Updated: Feb 13, 2009

Introduction

Background

Phenylketonuria (PKU) is an inborn error of protein metabolism that results from an impaired ability to metabolize the essential amino acid phenylalanine. Classic phenylketonuria is present when plasma phenylalanine levels exceed 20 mg/dL (1200 mmol/L) without treatment. Lesser degrees of elevation of plasma phenylalanine are considered in Hyperphenylalaninemia. Elevated phenylalanine levels negatively impact developmental function, and individuals with classic phenylketonuria almost always have mental retardation unless levels are controlled through dietary treatment. In the United States and many other countries, phenylketonuria is detected by newborn screening, and treated individuals have normal intelligence.

Pathophysiology

Most individuals with phenylketonuria have a deficiency of the enzyme phenylalanine hydroxylase. Phenylalanine hydroxylase deficiency is inherited in an autosomal recessive manner.

The mechanism by which elevated phenylalanine levels cause mental retardation is not known, although restriction of dietary phenylalanine ameliorates this effect if initiated within a few weeks of birth. This also results in normal cognitive development. A strong relationship between control of blood phenylalanine levels in childhood and intelligence quotient (IQ) is recognized. Subtle neuropsychological deficits in children with treated phenylketonuria are under investigation. Some investigators have attributed these deficits to small residual neurotransmitter abnormalities.
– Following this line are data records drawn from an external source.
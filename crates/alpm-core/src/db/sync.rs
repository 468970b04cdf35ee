//! A read-only sync (remote repository) database (spec §3, §4.4).
//!
//! Shares the on-disk section-file format and lazy-cache mechanics with
//! [`super::local::LocalDatabase`] but exposes no write path: the
//! transaction engine never mutates a sync database, only the local one.

use std::path::{Path, PathBuf};

use crate::error::AlpmError;
use crate::package::{Origin, Package, Sections};

use super::{ensure_loaded, scan_directory, Cache, ReadableDatabase};

/// A read-only snapshot of candidate packages from one remote repository.
pub struct SyncDatabase {
    repo: String,
    root: PathBuf,
    cache: Cache,
}

impl SyncDatabase {
    /// Open (scanning, but not fully loading) the sync database for `repo`
    /// rooted at `path` (typically `db_path/sync/<repo>`).
    ///
    /// # Errors
    /// Returns [`AlpmError::DbOpen`] if `path` does not exist or cannot be
    /// listed.
    pub fn open(repo: impl Into<String>, path: impl Into<PathBuf>) -> Result<Self, AlpmError> {
        let root = path.into();
        let cache = scan_directory(&root, Origin::SyncDatabase)?;
        Ok(Self {
            repo: repo.into(),
            root,
            cache,
        })
    }

    /// The repository name this database was opened under (e.g. `core`,
    /// `extra`), used to restrict a `repo/name` target lookup.
    pub fn repo(&self) -> &str {
        &self.repo
    }

    /// Root directory this database was opened from.
    pub fn root(&self) -> &Path {
        &self.root
    }

    /// Ensure `sections` are materialized for `name`.
    ///
    /// # Errors
    /// Returns [`AlpmError::DbOpen`] if `desc` cannot be read for a
    /// package that is supposed to have one.
    pub fn load(&mut self, name: &str, sections: Sections) -> Result<Option<&Package>, AlpmError> {
        ensure_loaded(&self.root, &mut self.cache, name, sections)?;
        Ok(self.cache.lookup(name))
    }

    /// Ensure `sections` are materialized for every package currently in
    /// the cache. The solver's dependency/provides traversal (spec §4.5)
    /// walks every candidate's `depends`, so it loads everything up front
    /// rather than threading a mutable borrow through a recursive walk.
    ///
    /// # Errors
    /// Returns the first [`AlpmError::DbOpen`] encountered; already-loaded
    /// packages before the failure keep their materialized sections.
    pub fn load_all(&mut self, sections: Sections) -> Result<(), AlpmError> {
        let names: Vec<String> = self.cache.iter().map(|p| p.name.to_string()).collect();
        for name in names {
            ensure_loaded(&self.root, &mut self.cache, &name, sections)?;
        }
        Ok(())
    }

    /// Borrow the underlying cache.
    pub fn cache(&self) -> &Cache {
        &self.cache
    }
}

impl ReadableDatabase for SyncDatabase {
    fn lookup(&self, name: &str) -> Option<&Package> {
        self.cache.lookup(name)
    }

    fn what_provides(&self, name: &str) -> Vec<&Package> {
        self.cache.what_provides(name)
    }

    fn iter(&self) -> Box<dyn Iterator<Item = &Package> + '_> {
        Box::new(self.cache.iter())
    }
}

#[cfg(test)]
mod tests {
    use super::*;
    use crate::db::local::LocalDatabase;
    use alpm_types::{Dependency, PackageName, Version};
    use std::str::FromStr;

    fn write_pkg(db: &mut LocalDatabase, name: &str, version: &str, depends: &[&str]) {
        let mut pkg = Package::skeleton(
            PackageName::new(name).unwrap(),
            Version::new(version),
            Origin::LocalDatabase,
        );
        pkg.depends = depends.iter().map(|d| Dependency::from_str(d).unwrap()).collect();
        db.write(pkg, Sections::ALL).unwrap();
    }

    #[test]
    fn load_all_materializes_depends_for_every_package() {
        let dir = tempfile::tempdir().unwrap();
        // Reuse LocalDatabase's write path to seed the on-disk layout; a
        // sync database reads the identical section-file format.
        let mut seed = LocalDatabase::open(dir.path()).unwrap();
        write_pkg(&mut seed, "a", "1.0-1", &["b"]);
        write_pkg(&mut seed, "b", "1.0-1", &[]);

        let mut sync = SyncDatabase::open("core", dir.path()).unwrap();
        sync.load_all(Sections::ALL).unwrap();

        let a = sync.lookup("a").unwrap();
        assert_eq!(a.depends.len(), 1);
        assert_eq!(a.depends[0].name.as_str(), "b");
    }
}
A small percentage of children with elevated phenylalanine levels exhibit normal phenylalanine hydroxylase but have a deficiency in synthesis or recycling of the enzyme's cofactor, tetrahydrobiopterin (see Tetrahydrobiopterin Deficiency). This condition is termed malignant phenylketonuria. The biopterin cofactor is also required for hydroxylation of tyrosine (a precursor of dopamine) and tryptophan (a precursor of serotonin). Thus, individuals with tetrahydrobiopterin cofactor deficiency have more significant neurological problems that are not fully corrected by dietary phenylalanine reduction.

Frequency

United States

Incidence of classic phenylketonuria is approximately 1 in 15,000 births.

International

Disease frequency varies by population. Turkey has the highest incidence in the world with approximately 1 in 2600 births. High incidence is also reported in the Yemenite Jewish population, as well as in regions of northern and eastern Europe, Italy, and China.

Mortality/Morbidity

Most untreated individuals with phenylketonuria have severe mental retardation. After the discovery of phenylketonuria, routine testing of institutionalized patients with mental retardation identified a 1% incidence of phenylketonuria in this group. Well-treated patients should have IQs within approximately 5-8 points of their siblings.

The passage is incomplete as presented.